Knowing is the key. It’s all focused on causing intentional action toward a clearly defined result as laid out in that flow chart above. “We actually want people to build metrics into their operations,” Starr says. The best organizations do that naturally like Wild4Life has, he says. “If you don’t start with impact and move back up design, you probably won’t get to impact."
He calls it back-engineering from impact and explains the concept like he explains everything else, as if it’s the most obvious idea in the world, but for some reason we just didn't see it until now. “So figure out what impact you want to have. Go through all the behaviors you’re going to have to change to make it happen. See if your big idea actually deals with all those behaviors that need to change. Modify your big idea. Modify your model to make sure you are actually picking up all those behaviors and that they are going to happen and going to last."
Scalability is a Must
That all sounds a bit too simple, but the organizations Mulago has funded are an impressive bunch meeting the measured impact challenge: KickStart, Samasource, and Bridge International Academies are just part of Mulago’s Scalable Solutions Portfolio. Potential for scale is another requirement. If the idea doesn't have the potential for massive reach, it's not worth investing in. And scale needs a funding model beyond philanthropy. It can include philanthropy, but it can't only be donations.
Starr highlights Proximity Designs in Myanmar as a success headed toward scalabilty. It’s a first world style design shop making products for the rural poor—like a $25 irrigation pump—based on feedback at the village level. Their slogan is “treat the poor as customers.”
“They have performance metrics at every step,” Starr says. “The people who are out in the field get bonuses at the individual, team and organization level ... They have dashboard metrics so everyone knows what is expected and what their goals are.” And all the feedback from sales and customer comments informs the next round of product design, just like a standard business, except it’s operating in Myanmar.
“They are not for-profit. Because you have to subsidize the design of products the market has failed to deliver.” Starr adds, “And often you have to subsidize the initial distribution and marketing until you get a market going. And in places like Mynamar where markets are utterly dysfunctional, you may never get that. We’re fine with that. That’s what philanthropy is for.” Starr is willing to risk funding such an unlikely outfit because they’re showing him results along the way, and, more importantly, using the results in management decisions.

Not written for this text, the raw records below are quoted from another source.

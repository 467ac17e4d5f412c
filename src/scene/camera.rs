use crate::core::math::transform::TransformFactory;
use nalgebra::{Matrix4, Point3, Vector3};

/// A perspective camera that caches its view and projection matrices.
#[derive(Debug, Clone)]
pub struct Camera {
    pub position: Point3<f32>,
    pub target: Point3<f32>,
    pub up: Vector3<f32>,
    pub fov_y_rad: f32,
    pub aspect_ratio: f32,
    pub near: f32,
    pub far: f32,

    view_matrix: Matrix4<f32>,
    projection_matrix: Matrix4<f32>,
}

impl Camera {
    pub fn new_perspective(
        position: Point3<f32>,
        target: Point3<f32>,
        up: Vector3<f32>,
        fov_y_rad: f32,
        aspect_ratio: f32,
        near: f32,
        far: f32,
    ) -> Self {
        let mut cam = Self {
            position,
            target,
            up,
            fov_y_rad,
            aspect_ratio,
            near,
            far,
            view_matrix: Matrix4::identity(),
            projection_matrix: Matrix4::identity(),
        };
        cam.update_matrices();
        cam
    }

    /// Follows a render target resize. No-op for a zero-height target.
    pub fn set_aspect_ratio(&mut self, width: usize, height: usize) {
        if height == 0 {
            return;
        }
        let aspect_ratio = width as f32 / height as f32;
        if aspect_ratio != self.aspect_ratio {
            self.aspect_ratio = aspect_ratio;
            self.update_matrices();
        }
    }

    pub fn update_matrices(&mut self) {
        self.view_matrix = TransformFactory::view(&self.position, &self.target, &self.up);
        self.projection_matrix =
            TransformFactory::perspective(self.aspect_ratio, self.fov_y_rad, self.near, self.far);
    }

    pub fn view_matrix(&self) -> Matrix4<f32> {
        self.view_matrix
    }

    pub fn projection_matrix(&self) -> Matrix4<f32> {
        self.projection_matrix
    }
}

#[cfg(test)]
mod tests {
    use super::*;

    #[test]
    fn test_aspect_ratio_updates_projection() {
        let mut cam = Camera::new_perspective(
            Point3::new(0.0, 0.0, 5.0),
            Point3::new(0.0, 0.0, 4.0),
            Vector3::y(),
            45.0_f32.to_radians(),
            1.0,
            0.1,
            100.0,
        );
        let before = cam.projection_matrix();
        cam.set_aspect_ratio(640, 360);
        assert!((cam.aspect_ratio - 640.0 / 360.0).abs() < 1e-6);
        assert_ne!(before, cam.projection_matrix());
        assert!((cam.projection_matrix()[(1, 1)] - before[(1, 1)]).abs() < 1e-6);

        cam.set_aspect_ratio(10, 0);
        assert!((cam.aspect_ratio - 640.0 / 360.0).abs() < 1e-6);
    }
}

Integrating Impact into the DNA
Integrating impact into the architecture of an organization so thoroughly that all decisions are evaluated in terms of final results—not intention, not intermediate goals, not a do-no-harm principle—introduces an element of danger many NGOs might not be accustomed to. In short, failure becomes possible.
Starr also defines mission in the reverse. It’s a way of knowing that “if we didn’t accomplish this thing, we’ve failed.”
And he’s fluent in failures by organizations that, he says, didn’t follow this kind of impact-integrating logic. Watch his PopTech talk on How Not to Save the World for a few choice data-driven arguments against the LifeStraw and One Laptop Per Child.
“You shouldn’t scale anything that doesn’t have impact. And we should just shut those [projects] down. Stop! Stop growing,” he says. “Stop raising money until you sort that out.”